◆ **EXERCISE PROMPT**: Only lines containing "previous" are wanted from the data below. Copy those lines.

◆ **INPUT**:
····················

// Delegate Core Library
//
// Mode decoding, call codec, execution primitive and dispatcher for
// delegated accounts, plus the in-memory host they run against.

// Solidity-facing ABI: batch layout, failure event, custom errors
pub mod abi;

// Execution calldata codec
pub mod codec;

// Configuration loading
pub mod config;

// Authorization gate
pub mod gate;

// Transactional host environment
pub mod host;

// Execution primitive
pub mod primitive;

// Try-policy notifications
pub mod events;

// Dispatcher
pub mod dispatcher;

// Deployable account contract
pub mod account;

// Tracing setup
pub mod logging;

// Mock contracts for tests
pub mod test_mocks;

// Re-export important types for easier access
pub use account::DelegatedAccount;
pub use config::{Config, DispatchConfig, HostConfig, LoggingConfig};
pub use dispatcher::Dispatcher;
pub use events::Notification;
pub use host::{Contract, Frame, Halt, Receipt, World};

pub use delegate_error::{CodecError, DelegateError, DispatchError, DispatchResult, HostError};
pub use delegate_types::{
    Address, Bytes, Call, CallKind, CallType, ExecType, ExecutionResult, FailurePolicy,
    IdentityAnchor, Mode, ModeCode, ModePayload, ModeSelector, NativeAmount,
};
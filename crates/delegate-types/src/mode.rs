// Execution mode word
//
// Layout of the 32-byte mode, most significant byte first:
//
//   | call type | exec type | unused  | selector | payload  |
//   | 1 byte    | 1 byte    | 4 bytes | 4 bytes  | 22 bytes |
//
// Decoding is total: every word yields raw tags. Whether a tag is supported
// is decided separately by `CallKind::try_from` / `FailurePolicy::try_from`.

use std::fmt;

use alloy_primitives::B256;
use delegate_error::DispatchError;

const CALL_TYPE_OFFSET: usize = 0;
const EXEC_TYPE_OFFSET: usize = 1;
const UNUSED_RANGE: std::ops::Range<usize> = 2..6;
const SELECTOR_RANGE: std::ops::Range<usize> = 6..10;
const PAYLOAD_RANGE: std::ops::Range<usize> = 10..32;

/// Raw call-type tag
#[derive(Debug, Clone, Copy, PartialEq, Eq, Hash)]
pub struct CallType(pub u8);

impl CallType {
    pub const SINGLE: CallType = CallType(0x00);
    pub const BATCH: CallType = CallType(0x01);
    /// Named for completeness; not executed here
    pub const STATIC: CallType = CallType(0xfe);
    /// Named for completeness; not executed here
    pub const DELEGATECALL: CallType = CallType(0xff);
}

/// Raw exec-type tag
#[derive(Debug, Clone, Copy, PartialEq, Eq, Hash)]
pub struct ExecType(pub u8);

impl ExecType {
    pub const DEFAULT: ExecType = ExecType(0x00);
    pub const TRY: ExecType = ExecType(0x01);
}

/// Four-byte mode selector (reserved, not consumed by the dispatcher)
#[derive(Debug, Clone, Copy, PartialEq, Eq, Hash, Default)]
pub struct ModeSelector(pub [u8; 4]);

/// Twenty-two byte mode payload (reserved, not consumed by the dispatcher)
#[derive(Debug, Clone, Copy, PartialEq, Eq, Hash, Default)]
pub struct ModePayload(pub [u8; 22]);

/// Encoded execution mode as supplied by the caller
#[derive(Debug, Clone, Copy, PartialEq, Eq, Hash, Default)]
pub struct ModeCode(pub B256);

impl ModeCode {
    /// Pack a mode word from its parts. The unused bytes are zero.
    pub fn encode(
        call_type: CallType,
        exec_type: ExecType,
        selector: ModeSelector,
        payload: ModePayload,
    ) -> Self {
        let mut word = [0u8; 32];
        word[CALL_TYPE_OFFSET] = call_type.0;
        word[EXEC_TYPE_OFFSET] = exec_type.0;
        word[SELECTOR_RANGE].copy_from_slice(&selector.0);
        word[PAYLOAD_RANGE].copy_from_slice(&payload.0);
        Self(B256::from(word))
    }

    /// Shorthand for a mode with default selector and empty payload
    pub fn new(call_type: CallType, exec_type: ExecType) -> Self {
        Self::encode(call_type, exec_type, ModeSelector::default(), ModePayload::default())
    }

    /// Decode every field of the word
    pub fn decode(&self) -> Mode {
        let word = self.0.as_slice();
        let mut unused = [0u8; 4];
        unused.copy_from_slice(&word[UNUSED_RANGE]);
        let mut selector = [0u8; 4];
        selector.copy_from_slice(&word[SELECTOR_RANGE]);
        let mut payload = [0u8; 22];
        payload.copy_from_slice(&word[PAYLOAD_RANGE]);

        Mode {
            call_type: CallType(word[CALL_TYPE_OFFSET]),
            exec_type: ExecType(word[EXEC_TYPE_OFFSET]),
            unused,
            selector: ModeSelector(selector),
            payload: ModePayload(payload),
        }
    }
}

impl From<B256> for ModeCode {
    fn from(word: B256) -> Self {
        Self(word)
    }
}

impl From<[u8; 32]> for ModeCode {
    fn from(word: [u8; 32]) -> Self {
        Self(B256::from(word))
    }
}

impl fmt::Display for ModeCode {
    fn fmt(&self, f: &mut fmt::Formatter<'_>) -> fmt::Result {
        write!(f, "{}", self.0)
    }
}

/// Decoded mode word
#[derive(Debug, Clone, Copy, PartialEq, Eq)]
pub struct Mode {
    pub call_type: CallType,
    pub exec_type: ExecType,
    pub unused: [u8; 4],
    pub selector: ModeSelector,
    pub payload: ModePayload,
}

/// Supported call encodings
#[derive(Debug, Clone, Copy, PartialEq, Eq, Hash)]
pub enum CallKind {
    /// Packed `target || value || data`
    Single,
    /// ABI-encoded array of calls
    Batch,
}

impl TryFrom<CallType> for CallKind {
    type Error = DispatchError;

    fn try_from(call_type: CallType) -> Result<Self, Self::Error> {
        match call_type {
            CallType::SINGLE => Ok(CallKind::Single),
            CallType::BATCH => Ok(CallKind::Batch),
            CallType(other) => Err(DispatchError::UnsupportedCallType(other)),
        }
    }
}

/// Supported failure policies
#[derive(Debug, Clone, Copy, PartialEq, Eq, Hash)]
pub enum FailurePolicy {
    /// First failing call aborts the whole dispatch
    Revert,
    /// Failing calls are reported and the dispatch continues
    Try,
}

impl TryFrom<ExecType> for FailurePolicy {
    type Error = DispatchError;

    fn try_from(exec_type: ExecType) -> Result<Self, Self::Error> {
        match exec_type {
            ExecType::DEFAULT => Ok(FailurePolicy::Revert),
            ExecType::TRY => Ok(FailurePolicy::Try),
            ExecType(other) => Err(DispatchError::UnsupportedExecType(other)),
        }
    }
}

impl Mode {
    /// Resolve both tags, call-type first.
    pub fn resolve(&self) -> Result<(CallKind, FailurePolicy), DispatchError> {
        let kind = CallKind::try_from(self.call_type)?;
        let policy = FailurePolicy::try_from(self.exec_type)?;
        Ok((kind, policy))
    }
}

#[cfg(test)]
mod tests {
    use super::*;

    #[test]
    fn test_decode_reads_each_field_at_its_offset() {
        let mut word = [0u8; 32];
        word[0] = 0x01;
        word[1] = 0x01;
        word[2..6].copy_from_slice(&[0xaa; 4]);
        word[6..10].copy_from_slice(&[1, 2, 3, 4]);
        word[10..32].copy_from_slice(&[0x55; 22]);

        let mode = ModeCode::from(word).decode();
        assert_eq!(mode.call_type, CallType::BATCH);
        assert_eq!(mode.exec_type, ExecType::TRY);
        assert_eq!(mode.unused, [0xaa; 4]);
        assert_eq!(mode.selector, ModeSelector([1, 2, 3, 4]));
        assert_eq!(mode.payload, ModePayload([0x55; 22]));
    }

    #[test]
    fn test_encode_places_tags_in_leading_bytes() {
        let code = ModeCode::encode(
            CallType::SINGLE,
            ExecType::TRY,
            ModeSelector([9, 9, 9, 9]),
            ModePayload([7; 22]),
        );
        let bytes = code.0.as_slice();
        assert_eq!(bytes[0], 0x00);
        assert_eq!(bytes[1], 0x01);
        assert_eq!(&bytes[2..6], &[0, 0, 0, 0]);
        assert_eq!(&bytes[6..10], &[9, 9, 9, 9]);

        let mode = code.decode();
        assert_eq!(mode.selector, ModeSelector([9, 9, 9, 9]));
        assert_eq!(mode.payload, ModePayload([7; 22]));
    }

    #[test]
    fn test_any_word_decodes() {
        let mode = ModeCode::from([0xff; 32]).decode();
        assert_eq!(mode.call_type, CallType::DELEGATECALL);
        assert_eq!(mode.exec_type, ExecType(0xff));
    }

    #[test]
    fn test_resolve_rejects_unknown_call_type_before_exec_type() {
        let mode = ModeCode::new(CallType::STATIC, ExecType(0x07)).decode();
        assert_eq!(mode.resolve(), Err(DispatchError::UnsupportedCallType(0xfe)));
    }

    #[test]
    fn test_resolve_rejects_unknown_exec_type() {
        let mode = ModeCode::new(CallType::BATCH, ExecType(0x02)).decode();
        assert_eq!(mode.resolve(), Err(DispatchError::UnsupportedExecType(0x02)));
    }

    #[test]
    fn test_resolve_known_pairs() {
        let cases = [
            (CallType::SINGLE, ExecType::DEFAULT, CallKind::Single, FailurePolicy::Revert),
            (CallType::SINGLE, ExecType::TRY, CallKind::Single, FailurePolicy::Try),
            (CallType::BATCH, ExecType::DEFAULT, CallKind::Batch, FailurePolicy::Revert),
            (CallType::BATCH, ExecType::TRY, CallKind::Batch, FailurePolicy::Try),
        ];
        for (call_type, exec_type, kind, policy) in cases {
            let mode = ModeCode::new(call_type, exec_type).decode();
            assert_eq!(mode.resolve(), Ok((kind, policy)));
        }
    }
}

····················

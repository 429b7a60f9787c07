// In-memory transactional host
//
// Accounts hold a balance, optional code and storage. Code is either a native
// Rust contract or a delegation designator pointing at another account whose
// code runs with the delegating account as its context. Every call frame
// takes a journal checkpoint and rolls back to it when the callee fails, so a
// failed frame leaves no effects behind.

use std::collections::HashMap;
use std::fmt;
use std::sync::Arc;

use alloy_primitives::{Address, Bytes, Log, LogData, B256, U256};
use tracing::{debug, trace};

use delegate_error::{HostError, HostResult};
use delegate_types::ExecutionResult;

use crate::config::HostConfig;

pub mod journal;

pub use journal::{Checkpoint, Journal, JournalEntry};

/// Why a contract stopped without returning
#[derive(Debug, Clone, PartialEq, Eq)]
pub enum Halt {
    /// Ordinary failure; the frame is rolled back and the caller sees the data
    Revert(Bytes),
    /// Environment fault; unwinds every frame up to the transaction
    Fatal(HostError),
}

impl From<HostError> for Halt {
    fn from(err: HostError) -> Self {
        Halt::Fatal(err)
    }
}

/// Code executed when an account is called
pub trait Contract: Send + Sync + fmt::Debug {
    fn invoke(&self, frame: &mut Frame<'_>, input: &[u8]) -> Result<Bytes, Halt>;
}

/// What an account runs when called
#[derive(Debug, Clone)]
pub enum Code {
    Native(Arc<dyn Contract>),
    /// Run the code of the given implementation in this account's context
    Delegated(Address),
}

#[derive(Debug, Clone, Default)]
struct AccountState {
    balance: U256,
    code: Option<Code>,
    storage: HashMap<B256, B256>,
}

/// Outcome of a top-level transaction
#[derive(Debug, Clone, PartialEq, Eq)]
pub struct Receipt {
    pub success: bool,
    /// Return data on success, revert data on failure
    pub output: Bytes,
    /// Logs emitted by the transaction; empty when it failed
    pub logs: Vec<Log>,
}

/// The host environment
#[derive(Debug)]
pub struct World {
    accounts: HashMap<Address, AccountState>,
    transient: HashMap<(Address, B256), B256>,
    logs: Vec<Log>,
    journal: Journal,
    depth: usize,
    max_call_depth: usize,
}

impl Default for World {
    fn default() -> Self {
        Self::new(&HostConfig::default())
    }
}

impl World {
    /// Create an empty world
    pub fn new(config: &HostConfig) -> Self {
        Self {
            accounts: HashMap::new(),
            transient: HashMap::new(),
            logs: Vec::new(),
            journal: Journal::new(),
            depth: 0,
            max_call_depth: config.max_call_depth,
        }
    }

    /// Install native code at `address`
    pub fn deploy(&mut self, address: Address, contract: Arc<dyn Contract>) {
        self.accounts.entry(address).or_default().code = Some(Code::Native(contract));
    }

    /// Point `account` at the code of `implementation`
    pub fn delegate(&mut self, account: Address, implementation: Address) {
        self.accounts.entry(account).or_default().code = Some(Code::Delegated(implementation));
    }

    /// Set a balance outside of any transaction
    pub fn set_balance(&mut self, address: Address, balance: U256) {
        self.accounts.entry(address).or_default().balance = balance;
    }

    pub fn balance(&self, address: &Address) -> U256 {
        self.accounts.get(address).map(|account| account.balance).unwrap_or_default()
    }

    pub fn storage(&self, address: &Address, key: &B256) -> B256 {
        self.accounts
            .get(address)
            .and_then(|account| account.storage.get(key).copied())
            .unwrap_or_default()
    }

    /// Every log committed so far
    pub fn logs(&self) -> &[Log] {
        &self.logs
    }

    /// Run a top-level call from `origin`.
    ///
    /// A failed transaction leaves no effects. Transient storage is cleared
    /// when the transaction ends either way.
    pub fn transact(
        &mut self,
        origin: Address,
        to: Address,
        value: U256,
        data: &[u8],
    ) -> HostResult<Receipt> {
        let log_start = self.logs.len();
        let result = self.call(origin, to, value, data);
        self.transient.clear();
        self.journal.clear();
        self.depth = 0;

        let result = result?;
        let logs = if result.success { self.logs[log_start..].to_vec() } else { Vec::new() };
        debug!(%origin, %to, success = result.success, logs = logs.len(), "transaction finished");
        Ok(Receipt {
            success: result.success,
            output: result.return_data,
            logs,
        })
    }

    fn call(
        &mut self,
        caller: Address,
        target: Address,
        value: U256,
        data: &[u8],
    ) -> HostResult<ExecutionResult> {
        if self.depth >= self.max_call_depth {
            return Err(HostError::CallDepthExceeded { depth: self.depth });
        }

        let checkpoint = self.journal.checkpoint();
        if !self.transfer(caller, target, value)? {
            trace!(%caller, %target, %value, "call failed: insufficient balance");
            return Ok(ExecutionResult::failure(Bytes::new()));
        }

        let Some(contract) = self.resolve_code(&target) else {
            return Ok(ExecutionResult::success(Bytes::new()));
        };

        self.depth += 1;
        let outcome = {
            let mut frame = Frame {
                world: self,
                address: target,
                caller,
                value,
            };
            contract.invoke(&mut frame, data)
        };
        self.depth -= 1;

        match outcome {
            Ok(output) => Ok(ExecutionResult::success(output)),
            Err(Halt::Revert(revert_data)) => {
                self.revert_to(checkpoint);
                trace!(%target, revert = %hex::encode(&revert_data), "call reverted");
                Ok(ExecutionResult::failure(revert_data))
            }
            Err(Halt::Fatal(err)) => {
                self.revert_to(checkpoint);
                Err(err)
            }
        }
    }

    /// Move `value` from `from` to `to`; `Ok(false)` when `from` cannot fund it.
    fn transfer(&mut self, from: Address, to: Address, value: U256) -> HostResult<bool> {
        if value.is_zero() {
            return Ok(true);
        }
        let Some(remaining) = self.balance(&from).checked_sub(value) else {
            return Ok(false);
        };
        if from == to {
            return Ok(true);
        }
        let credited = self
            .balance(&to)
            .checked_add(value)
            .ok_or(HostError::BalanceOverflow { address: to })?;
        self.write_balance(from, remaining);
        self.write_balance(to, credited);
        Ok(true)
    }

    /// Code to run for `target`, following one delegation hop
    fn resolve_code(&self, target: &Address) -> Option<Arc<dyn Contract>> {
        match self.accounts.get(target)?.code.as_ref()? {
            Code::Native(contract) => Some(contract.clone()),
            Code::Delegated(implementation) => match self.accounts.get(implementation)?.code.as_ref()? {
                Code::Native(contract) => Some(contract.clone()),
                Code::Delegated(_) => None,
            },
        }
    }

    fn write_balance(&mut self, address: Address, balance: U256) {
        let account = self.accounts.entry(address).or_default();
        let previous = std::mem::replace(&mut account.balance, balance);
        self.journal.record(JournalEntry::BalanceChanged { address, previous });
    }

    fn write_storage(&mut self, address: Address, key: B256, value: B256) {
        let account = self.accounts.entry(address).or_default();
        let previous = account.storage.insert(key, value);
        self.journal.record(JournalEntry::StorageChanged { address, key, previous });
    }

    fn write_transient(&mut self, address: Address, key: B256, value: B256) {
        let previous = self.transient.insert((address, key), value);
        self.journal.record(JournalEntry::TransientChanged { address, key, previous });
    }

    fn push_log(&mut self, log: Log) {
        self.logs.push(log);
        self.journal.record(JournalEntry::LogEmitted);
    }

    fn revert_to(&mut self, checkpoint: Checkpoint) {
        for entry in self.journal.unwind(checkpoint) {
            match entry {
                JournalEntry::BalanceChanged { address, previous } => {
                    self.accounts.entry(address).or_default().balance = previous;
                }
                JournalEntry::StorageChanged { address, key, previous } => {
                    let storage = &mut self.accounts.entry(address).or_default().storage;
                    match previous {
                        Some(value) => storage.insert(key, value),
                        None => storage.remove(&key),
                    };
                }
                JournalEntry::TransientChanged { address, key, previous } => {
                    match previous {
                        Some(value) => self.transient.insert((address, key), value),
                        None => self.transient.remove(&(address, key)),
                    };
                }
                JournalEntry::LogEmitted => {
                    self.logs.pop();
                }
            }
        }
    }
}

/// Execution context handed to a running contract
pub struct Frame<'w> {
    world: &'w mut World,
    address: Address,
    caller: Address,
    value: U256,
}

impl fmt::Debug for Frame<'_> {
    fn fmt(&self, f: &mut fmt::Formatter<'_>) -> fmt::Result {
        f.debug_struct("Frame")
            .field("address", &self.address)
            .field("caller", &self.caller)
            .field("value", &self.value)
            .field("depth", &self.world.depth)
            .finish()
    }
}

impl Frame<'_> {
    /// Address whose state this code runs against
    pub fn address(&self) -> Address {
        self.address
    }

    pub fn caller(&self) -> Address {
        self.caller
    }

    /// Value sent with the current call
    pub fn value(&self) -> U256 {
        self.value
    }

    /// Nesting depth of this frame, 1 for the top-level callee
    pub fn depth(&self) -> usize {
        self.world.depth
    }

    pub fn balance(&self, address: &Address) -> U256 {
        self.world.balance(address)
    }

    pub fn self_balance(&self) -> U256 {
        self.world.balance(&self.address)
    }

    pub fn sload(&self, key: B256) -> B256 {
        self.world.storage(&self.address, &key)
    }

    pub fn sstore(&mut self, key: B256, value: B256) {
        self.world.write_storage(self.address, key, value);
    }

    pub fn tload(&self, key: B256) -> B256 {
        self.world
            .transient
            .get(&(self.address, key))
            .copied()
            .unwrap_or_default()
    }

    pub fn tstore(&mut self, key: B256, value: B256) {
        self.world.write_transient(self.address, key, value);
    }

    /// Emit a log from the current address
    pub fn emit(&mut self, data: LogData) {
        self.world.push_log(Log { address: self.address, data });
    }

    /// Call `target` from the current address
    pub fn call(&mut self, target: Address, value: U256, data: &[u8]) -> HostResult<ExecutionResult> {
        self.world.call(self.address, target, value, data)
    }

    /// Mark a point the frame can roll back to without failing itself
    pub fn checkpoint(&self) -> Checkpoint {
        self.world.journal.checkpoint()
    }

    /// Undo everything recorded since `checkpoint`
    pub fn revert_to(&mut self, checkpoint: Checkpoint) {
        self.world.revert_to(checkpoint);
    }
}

····················

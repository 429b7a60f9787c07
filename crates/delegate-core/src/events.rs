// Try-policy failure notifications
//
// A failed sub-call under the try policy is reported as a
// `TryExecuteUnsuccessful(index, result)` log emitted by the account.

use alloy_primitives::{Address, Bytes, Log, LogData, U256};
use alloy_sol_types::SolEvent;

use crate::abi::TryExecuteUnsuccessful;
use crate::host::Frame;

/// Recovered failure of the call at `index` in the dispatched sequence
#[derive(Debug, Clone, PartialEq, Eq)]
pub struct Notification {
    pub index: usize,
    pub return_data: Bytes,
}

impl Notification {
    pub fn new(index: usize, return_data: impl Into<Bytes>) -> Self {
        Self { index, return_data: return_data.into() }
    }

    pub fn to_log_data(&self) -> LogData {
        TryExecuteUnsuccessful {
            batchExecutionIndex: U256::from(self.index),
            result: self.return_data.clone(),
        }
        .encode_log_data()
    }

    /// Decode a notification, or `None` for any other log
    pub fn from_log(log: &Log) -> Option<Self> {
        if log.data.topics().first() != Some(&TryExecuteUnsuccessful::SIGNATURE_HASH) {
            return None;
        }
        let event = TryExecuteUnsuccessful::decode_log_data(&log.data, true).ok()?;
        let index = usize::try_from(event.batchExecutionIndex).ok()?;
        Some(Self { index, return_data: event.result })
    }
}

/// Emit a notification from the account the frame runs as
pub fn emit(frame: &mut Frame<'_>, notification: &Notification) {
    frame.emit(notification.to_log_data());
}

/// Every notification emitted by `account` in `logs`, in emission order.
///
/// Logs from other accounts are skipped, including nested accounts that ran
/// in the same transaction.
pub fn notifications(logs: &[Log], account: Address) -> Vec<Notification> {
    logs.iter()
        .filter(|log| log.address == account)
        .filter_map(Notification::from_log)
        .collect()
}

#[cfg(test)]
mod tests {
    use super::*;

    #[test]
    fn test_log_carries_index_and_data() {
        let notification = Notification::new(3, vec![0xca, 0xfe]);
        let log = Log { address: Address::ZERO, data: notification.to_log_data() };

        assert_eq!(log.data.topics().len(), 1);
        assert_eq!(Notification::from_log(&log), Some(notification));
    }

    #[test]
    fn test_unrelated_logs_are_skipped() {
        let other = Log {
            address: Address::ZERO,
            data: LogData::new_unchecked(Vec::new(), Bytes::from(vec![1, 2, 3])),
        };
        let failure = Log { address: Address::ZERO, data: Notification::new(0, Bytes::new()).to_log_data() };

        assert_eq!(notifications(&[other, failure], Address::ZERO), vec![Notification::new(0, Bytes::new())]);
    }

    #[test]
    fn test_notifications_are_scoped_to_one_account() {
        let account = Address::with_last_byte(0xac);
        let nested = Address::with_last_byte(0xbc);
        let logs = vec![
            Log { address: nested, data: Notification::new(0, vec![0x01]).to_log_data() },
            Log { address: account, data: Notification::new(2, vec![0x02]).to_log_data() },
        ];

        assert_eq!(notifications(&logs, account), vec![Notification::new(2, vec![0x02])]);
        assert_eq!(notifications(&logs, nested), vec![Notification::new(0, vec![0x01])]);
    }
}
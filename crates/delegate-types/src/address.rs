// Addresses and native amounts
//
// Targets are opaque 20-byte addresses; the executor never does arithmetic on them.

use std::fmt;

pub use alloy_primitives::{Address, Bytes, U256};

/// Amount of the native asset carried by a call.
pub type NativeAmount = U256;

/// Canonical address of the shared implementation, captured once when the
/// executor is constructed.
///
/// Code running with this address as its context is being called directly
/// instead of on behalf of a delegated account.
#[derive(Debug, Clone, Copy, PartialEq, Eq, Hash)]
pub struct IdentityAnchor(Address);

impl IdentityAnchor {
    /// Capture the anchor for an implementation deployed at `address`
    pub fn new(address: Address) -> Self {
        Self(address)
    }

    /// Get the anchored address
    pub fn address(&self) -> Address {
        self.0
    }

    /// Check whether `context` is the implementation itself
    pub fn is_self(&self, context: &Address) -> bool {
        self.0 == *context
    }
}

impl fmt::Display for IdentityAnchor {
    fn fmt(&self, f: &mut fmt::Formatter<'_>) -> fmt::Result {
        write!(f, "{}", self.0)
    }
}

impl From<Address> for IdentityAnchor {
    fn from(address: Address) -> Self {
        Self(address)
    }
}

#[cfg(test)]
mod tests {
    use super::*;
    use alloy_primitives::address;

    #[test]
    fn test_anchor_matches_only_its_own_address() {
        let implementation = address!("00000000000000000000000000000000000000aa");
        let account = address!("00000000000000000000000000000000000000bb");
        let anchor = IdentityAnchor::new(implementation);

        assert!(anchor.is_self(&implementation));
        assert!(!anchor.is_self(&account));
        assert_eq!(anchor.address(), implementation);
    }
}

····················

◆ **ANSWER TO THE PROBLEM**:
        let previous = std::mem::replace(&mut account.balance, balance);
        self.journal.record(JournalEntry::BalanceChanged { address, previous });
        let previous = account.storage.insert(key, value);
        self.journal.record(JournalEntry::StorageChanged { address, key, previous });
        let previous = self.transient.insert((address, key), value);
        self.journal.record(JournalEntry::TransientChanged { address, key, previous });
                JournalEntry::BalanceChanged { address, previous } => {
                    self.accounts.entry(address).or_default().balance = previous;
                JournalEntry::StorageChanged { address, key, previous } => {
                    match previous {
                JournalEntry::TransientChanged { address, key, previous } => {
                    match previous {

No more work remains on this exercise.